A father brings his 1-year-old son to the clinic and states that when he kisses the child's cheek, it tastes salty. Which diagnostic test does the nurse educate the father on based on the father's statement? A. Large bowel barium series B. Pancreatic enzyme analysis C. Pulmonary function studies D. Quantitative sweat chloride test

D Salty-tasting sweat and tears are a characteristic finding in cystic fibrosis. The diagnostic test for this disorder is the quantitative sweat chloride test. Pancreatic enzyme studies are invasive and not usually performed on children. Pulmonary function studies are done in older children who can cooperate. Large bowel barium studies are not needed.

A couple has been told that there is a problem with their pregnancy. They only remember the term "ductus venosus." The nurse explains that there is a problem in the circulation between which two structures? A. Pulmonary artery and descending aorta B. Pulmonary vein and pulmonary artery C. Right and left atria in the heart D. Umbilical cord and inferior vena cava

D The ductus venosus is a vascular channel connecting the umbilical vein to the inferior vena cava. The ductus arteriosus connects the pulmonary artery and descending aorta. The foramen ovale is an opening in the septum between the right and left atria of the heart.

The nursing student studying respiratory anatomy and physiology learns that which tissue or organ grows faster than any other tissue or organ in a child? A. Diaphragm B. Epiglottis C. Lungs D. Tonsils

D The lymphoid tissue of the tonsils is absent at birth, but grows more rapidly in a child than any other tissue.

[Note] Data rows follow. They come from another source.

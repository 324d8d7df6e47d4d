//! Published per-family state.
//!
//! Each sampling task writes only its own view; the renderer reads all of them
//! through the shared [`RenderGate`](super::gate::RenderGate).

use std::collections::BTreeMap;

use chrono::{DateTime, Utc};
use serde::Serialize;

use super::aggregation::{group_by_command, sort_records};
use super::counters::Totals;
use super::history::RateHistory;
use super::metrics::{ProcessRecord, SortKey, TemperatureMode};
use super::terminate::TerminateTarget;
use crate::core::units::{celsius_to_fahrenheit, convert_bytes};

pub const SORT_MARKER: &str = "▼";

/// Everything the renderer may read
#[derive(Debug, Clone, Default, Serialize)]
pub struct DashboardState {
    pub network: NetworkView,
    pub processes: ProcessView,
    pub temperatures: TemperatureView,
}

// ---------------------------------------------------------------------------
// Network
// ---------------------------------------------------------------------------

#[derive(Debug, Clone, Default, Serialize)]
pub struct NetworkView {
    /// Bytes per second, oldest first
    pub history: RateHistory,
    pub totals: Totals,
    pub recent: Option<Totals>,
    pub recv_total_title: String,
    pub recv_rate_title: String,
    pub sent_total_title: String,
    pub sent_rate_title: String,
    pub updated_at: Option<DateTime<Utc>>,
}

impl NetworkView {
    pub fn with_history(capacity: usize) -> Self {
        Self {
            history: RateHistory::with_capacity(capacity),
            ..Default::default()
        }
    }

    /// Publish new cumulative totals and, after the first tick, the per-second rate.
    pub fn publish(&mut self, totals: Totals, rate: Option<Totals>) {
        if let Some(rate) = rate {
            self.history.push(rate.recv, rate.sent);
        }
        self.totals = totals;
        self.recent = rate;

        let rate = rate.unwrap_or_default();
        self.recv_total_title = total_title("RX", totals.recv);
        self.recv_rate_title = rate_title("RX", rate.recv);
        self.sent_total_title = total_title("TX", totals.sent);
        self.sent_rate_title = rate_title("TX", rate.sent);
        self.updated_at = Some(Utc::now());
    }
}

fn total_title(label: &str, bytes: u64) -> String {
    let (value, unit) = convert_bytes(bytes);
    format!(" Total {}: {:5.1} {}", label, value, unit)
}

fn rate_title(label: &str, bytes_per_sec: u64) -> String {
    let (value, unit) = convert_bytes(bytes_per_sec);
    format!(" {}/s: {:9.1} {:>2}/s", label, value, unit)
}

// ---------------------------------------------------------------------------
// Processes
// ---------------------------------------------------------------------------

#[derive(Debug, Clone, Serialize)]
pub struct ProcessView {
    sort_key: SortKey,
    grouped: bool,
    #[serde(skip)]
    ungrouped_records: Vec<ProcessRecord>,
    #[serde(skip)]
    grouped_records: Vec<ProcessRecord>,
    pub header: Vec<String>,
    pub rows: Vec<Vec<String>>,
    /// Column that identifies a row: the command name when grouped, the PID otherwise
    pub unique_col: usize,
    pub updated_at: Option<DateTime<Utc>>,
}

impl Default for ProcessView {
    fn default() -> Self {
        Self::new(SortKey::default(), true)
    }
}

impl ProcessView {
    pub fn new(sort_key: SortKey, grouped: bool) -> Self {
        let mut view = Self {
            sort_key,
            grouped,
            ungrouped_records: Vec::new(),
            grouped_records: Vec::new(),
            header: Vec::new(),
            rows: Vec::new(),
            unique_col: 0,
            updated_at: None,
        };
        view.sort();
        view
    }

    pub fn sort_key(&self) -> SortKey {
        self.sort_key
    }

    pub fn is_grouped(&self) -> bool {
        self.grouped
    }

    /// Records backing the current view, in display order
    pub fn records(&self) -> &[ProcessRecord] {
        if self.grouped {
            &self.grouped_records
        } else {
            &self.ungrouped_records
        }
    }

    /// Replace the snapshot with freshly sampled records and re-sort.
    pub fn replace(&mut self, records: Vec<ProcessRecord>) {
        self.grouped_records = group_by_command(&records);
        self.ungrouped_records = records;
        self.sort();
        self.updated_at = Some(Utc::now());
    }

    /// Change the sort key. Returns true if the key actually changed.
    pub fn set_sort_key(&mut self, key: SortKey) -> bool {
        if self.sort_key == key {
            return false;
        }
        self.sort_key = key;
        self.sort();
        true
    }

    /// Switch between the grouped and ungrouped view.
    pub fn toggle_grouped(&mut self) {
        self.grouped = !self.grouped;
        self.sort();
    }

    /// What terminating row `row` would target
    pub fn kill_target(&self, row: usize) -> Option<TerminateTarget> {
        let record = self.records().get(row)?;
        Some(if self.grouped {
            TerminateTarget::Name(record.command_name.clone())
        } else {
            TerminateTarget::Pid(record.pid)
        })
    }

    fn sort(&mut self) {
        let grouped = self.grouped;
        let records = if grouped {
            &mut self.grouped_records
        } else {
            &mut self.ungrouped_records
        };
        sort_records(records, self.sort_key, grouped);

        let mut header = vec![
            if grouped { "Count" } else { "PID" }.to_string(),
            "Command".to_string(),
            "CPU%".to_string(),
            "Mem%".to_string(),
        ];
        let sorted_col = match self.sort_key {
            SortKey::Pid => 0,
            SortKey::Cpu => 2,
            SortKey::Memory => 3,
        };
        header[sorted_col].push_str(SORT_MARKER);

        self.header = header;
        self.unique_col = if grouped { 1 } else { 0 };
        self.rows = records_to_rows(self.records(), grouped);
    }
}

/// Convert records to display strings: id/count, command, CPU%, Mem%
pub fn records_to_rows(records: &[ProcessRecord], grouped: bool) -> Vec<Vec<String>> {
    records
        .iter()
        .map(|record| {
            vec![
                record.pid.to_string(),
                if grouped {
                    record.command_name.clone()
                } else {
                    record.full_command.clone()
                },
                format!("{:>4}", format!("{:.1}", record.cpu_percent)),
                format!("{:>4}", format!("{:.1}", record.mem_percent)),
            ]
        })
        .collect()
}

// ---------------------------------------------------------------------------
// Temperatures
// ---------------------------------------------------------------------------

pub const DEFAULT_TEMP_THRESHOLD_CELSIUS: i32 = 80;

/// One rendered sensor line
#[derive(Debug, Clone, PartialEq, Eq, Serialize)]
pub struct SensorRow {
    pub label: String,
    pub value: i32,
    pub alert: bool,
    pub display: String,
}

#[derive(Debug, Clone, Serialize)]
pub struct TemperatureView {
    mode: TemperatureMode,
    /// Alert threshold in the view's unit
    threshold: i32,
    #[serde(skip)]
    readings: BTreeMap<String, i32>,
    pub rows: Vec<SensorRow>,
    pub updated_at: Option<DateTime<Utc>>,
}

impl Default for TemperatureView {
    fn default() -> Self {
        Self::new(TemperatureMode::Celsius, DEFAULT_TEMP_THRESHOLD_CELSIUS)
    }
}

impl TemperatureView {
    /// `threshold_celsius` is converted to the view's unit once, here.
    pub fn new(mode: TemperatureMode, threshold_celsius: i32) -> Self {
        let threshold = match mode {
            TemperatureMode::Celsius => threshold_celsius,
            TemperatureMode::Fahrenheit => celsius_to_fahrenheit(threshold_celsius),
        };
        Self {
            mode,
            threshold,
            readings: BTreeMap::new(),
            rows: Vec::new(),
            updated_at: None,
        }
    }

    pub fn mode(&self) -> TemperatureMode {
        self.mode
    }

    pub fn threshold(&self) -> i32 {
        self.threshold
    }

    /// Mutable access to the label->value map; call [`Self::refresh_rows`] afterwards.
    pub fn readings_mut(&mut self) -> &mut BTreeMap<String, i32> {
        &mut self.readings
    }

    pub fn refresh_rows(&mut self) {
        let unit = self.mode.unit_letter();
        self.rows = self
            .readings
            .iter()
            .map(|(label, &value)| SensorRow {
                label: label.clone(),
                value,
                alert: value >= self.threshold,
                display: format!("{:3}{}", value, unit),
            })
            .collect();
        self.updated_at = Some(Utc::now());
    }
}
// Core business logic module

pub mod config;
pub mod system_monitor;
pub mod units;

// Re-export commonly used items
pub use config::{DashboardConfig, ProcessBackend};
pub use units::{celsius_to_fahrenheit, convert_bytes, format_bytes};
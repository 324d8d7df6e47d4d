//! Process grouping and sorting.
//!
//! Groups a flat process list by command name and orders either view by a
//! selectable key.

use std::cmp::Ordering;
use std::collections::HashMap;

use super::metrics::{ProcessRecord, SortKey};

/// Scale per-core CPU percentages to a share of total system capacity.
pub fn normalize_cpu(records: &mut [ProcessRecord], cpu_count: usize) {
    let divisor = cpu_count.max(1) as f64;
    for record in records.iter_mut() {
        record.cpu_percent /= divisor;
    }
}

/// Group records by command name.
///
/// Each output record carries the member count in `pid` and the summed CPU and
/// memory usage. Groups appear in the order their command was first seen.
pub fn group_by_command(records: &[ProcessRecord]) -> Vec<ProcessRecord> {
    let mut index: HashMap<&str, usize> = HashMap::new();
    let mut groups: Vec<ProcessRecord> = Vec::new();

    for record in records {
        match index.get(record.command_name.as_str()) {
            Some(&i) => {
                let group = &mut groups[i];
                group.pid += 1;
                group.cpu_percent += record.cpu_percent;
                group.mem_percent += record.mem_percent;
            }
            None => {
                index.insert(record.command_name.as_str(), groups.len());
                groups.push(ProcessRecord {
                    pid: 1,
                    command_name: record.command_name.clone(),
                    full_command: String::new(),
                    cpu_percent: record.cpu_percent,
                    mem_percent: record.mem_percent,
                });
            }
        }
    }

    groups
}

// Total order; a NaN sorts above every number
fn descending(a: f64, b: f64) -> Ordering {
    b.total_cmp(&a)
}

/// Stable sort by `key`. Equal keys keep their input order.
pub fn sort_records(records: &mut [ProcessRecord], key: SortKey, grouped: bool) {
    match key {
        SortKey::Cpu => records.sort_by(|a, b| descending(a.cpu_percent, b.cpu_percent)),
        SortKey::Memory => records.sort_by(|a, b| descending(a.mem_percent, b.mem_percent)),
        SortKey::Pid if grouped => records.sort_by(|a, b| b.pid.cmp(&a.pid)),
        SortKey::Pid => records.sort_by(|a, b| a.pid.cmp(&b.pid)),
    }
}
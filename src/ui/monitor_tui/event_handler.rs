use crossterm::event::KeyCode;

use crate::core::system_monitor::SortKey;

/// Events that can occur in the monitor TUI
#[derive(Debug, Clone, Copy, PartialEq, Eq)]
pub enum MonitorEvent {
    /// Quit the application
    Quit,
    /// Toggle help overlay
    ToggleHelp,
    /// Sort the process table by a key
    SortBy(SortKey),
    /// Switch between grouped and per-process rows
    ToggleGrouping,
    /// Navigate process list up
    ProcessUp,
    /// Navigate process list down
    ProcessDown,
    /// Jump to the first row
    ProcessTop,
    /// Jump to the last row
    ProcessBottom,
    /// First or second half of the `dd` kill chord
    Kill,
    /// No action
    None,
}

/// Map a key press to a monitor event
pub fn map_key(code: KeyCode) -> MonitorEvent {
    match code {
        KeyCode::Char('q') | KeyCode::Esc => MonitorEvent::Quit,
        KeyCode::Char('?') => MonitorEvent::ToggleHelp,
        KeyCode::Char('c') => MonitorEvent::SortBy(SortKey::Cpu),
        KeyCode::Char('m') => MonitorEvent::SortBy(SortKey::Memory),
        KeyCode::Char('p') => MonitorEvent::SortBy(SortKey::Pid),
        KeyCode::Tab => MonitorEvent::ToggleGrouping,
        KeyCode::Up | KeyCode::Char('k') => MonitorEvent::ProcessUp,
        KeyCode::Down | KeyCode::Char('j') => MonitorEvent::ProcessDown,
        KeyCode::Home | KeyCode::Char('g') => MonitorEvent::ProcessTop,
        KeyCode::End | KeyCode::Char('G') => MonitorEvent::ProcessBottom,
        KeyCode::Char('d') => MonitorEvent::Kill,
        _ => MonitorEvent::None,
    }
}
//! Network sampling family.

use std::time::Duration;

use super::MetricFamily;
use crate::core::system_monitor::counters::{sum_interfaces, CounterDelta, Totals};
use crate::core::system_monitor::source::NetworkSource;
use crate::core::system_monitor::views::DashboardState;
use crate::error::Result;

/// Totals plus the per-second rate (absent on the first tick)
#[derive(Debug, Clone, Copy, PartialEq, Eq)]
pub struct NetworkSample {
    pub totals: Totals,
    pub rate: Option<Totals>,
}

/// Sums interface counters and derives the recent rate.
///
/// Polling frequency: 1 second by default
pub struct NetworkFamily {
    source: Box<dyn NetworkSource>,
    excluded: Vec<String>,
    counters: CounterDelta,
    interval: Duration,
}

impl NetworkFamily {
    pub fn new(source: Box<dyn NetworkSource>, excluded: Vec<String>, interval: Duration) -> Self {
        Self {
            source,
            excluded,
            counters: CounterDelta::new(),
            interval,
        }
    }

    /// Delta over one interval, scaled to bytes per second
    fn per_second(&self, delta: Totals) -> Totals {
        let secs = self.interval.as_secs_f64();
        if secs <= 0.0 || (secs - 1.0).abs() < f64::EPSILON {
            return delta;
        }
        Totals {
            recv: (delta.recv as f64 / secs) as u64,
            sent: (delta.sent as f64 / secs) as u64,
        }
    }
}

impl MetricFamily for NetworkFamily {
    type Sample = NetworkSample;

    fn name(&self) -> &'static str {
        "network"
    }

    fn interval(&self) -> Duration {
        self.interval
    }

    fn sample(&mut self) -> Result<NetworkSample> {
        let interfaces = self.source.interface_counters()?;
        let totals = sum_interfaces(&interfaces, &self.excluded);
        let rate = self.counters.observe(totals).map(|delta| self.per_second(delta));

        Ok(NetworkSample { totals, rate })
    }

    fn publish(&mut self, sample: NetworkSample, state: &mut DashboardState) {
        state.network.publish(sample.totals, sample.rate);
    }
}
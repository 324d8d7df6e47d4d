//! System monitoring core functionality.
//!
//! Samples network counters, the process table and temperature sensors on
//! independent timers, derives rates and aggregates, and publishes the results
//! behind a render gate.

pub mod aggregation;
pub mod counters;
pub mod gate;
mod history;
mod metrics;
pub mod ps_parser;
pub mod runtime;
pub mod sensors;
pub mod source;
pub mod tasks;
pub mod terminate;
pub mod views;

pub use aggregation::{group_by_command, normalize_cpu, sort_records};
pub use counters::{sum_interfaces, CounterDelta, Totals};
pub use gate::RenderGate;
pub use history::{RateHistory, DEFAULT_HISTORY_SIZE};
pub use metrics::{
    InterfaceCounters, ProcessRecord, RawSensorReading, SortKey, TemperatureMode,
    LIVE_INPUT_SUFFIX,
};
pub use ps_parser::{parse_line, parse_listing, ColumnLayout};
pub use runtime::{initial_state, MetricsRuntime, Sources};
pub use sensors::SensorFilter;
pub use source::{NetworkSource, ProcessSource, SensorSource};
pub use tasks::{run_tick, MetricFamily, NetworkFamily, ProcessFamily, TemperatureFamily};
pub use terminate::{terminate, TerminateTarget};
pub use views::{
    DashboardState, NetworkView, ProcessView, SensorRow, TemperatureView,
    DEFAULT_TEMP_THRESHOLD_CELSIUS,
};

A child has been admitted for suspected bacterial endocarditis. What action takes priority? A. Administering antibiotics B. Education on valve replacement C. Giving an antipyretic D. Obtaining blood cultures

D The priority action is to obtain blood cultures, either drawn by the nurse or laboratory. Antibiotics are not started until these are collected. If the child is febrile, an antipyretic is appropriate, but it is not the priority. Education on valve replacement is not warranted until later in the course of the disease if it is needed.

The nurse assessing a newborn's umbilical cord stump would document which finding as normal anatomy? A. One artery, one vein B. One artery, two veins C. Two veins, two arteries D. One vein, two arteries

D The vessels in the umbilical cord are comprised of two arteries and one vein.

The nurse is assigned to four patients on the pediatric progressive care unit. After receiving shift report, which patient should the nurse see first? A. Blood pressure of 88/56 mm Hg in 4-year-old child with heart failure B. Child crying inconsolably after his parents went home C. Pain 5/10 in a child 2 days after cardiac surgery D. Temperature 104.6°F (40.3°C) 3 days after dental visit

D This child likely has infective endocarditis or bacterial endocarditis. Any high fever after an invasive procedure or dental cleaning needs to be investigated for this possibility. The blood pressure of 88/56 mm Hg is at about the 50% percentile for a 4-year-old and would be considered adequate. Pain is an expected finding after surgery and needs to be treated, but not as the priority. The crying child could be comforted by a nursing assistant, child-life specialist, social worker, or even a volunteer until the nurse can see the child.

A 5-year-old child is having an acute asthma attack. How does the nurse position the child while waiting for a respiratory treatment? A. Prone across the parent's lap B. Semi-Fowler's position in bed C. Upright in a hard-backed chair D. Upright in the tripod position

D Tripod positioning is often seen in children with respiratory distress. In this position the child sits upright leaning forward on outstretched arms with the jaw thrust forward. This position maximizes airway opening and use of accessory muscles. The nurse can assist the child into this position. The other positions will not be as helpful. However, it is important to note that because children having respiratory distress are often anxious, it is important to allow the child to assume the position in which he or she is most comfortable.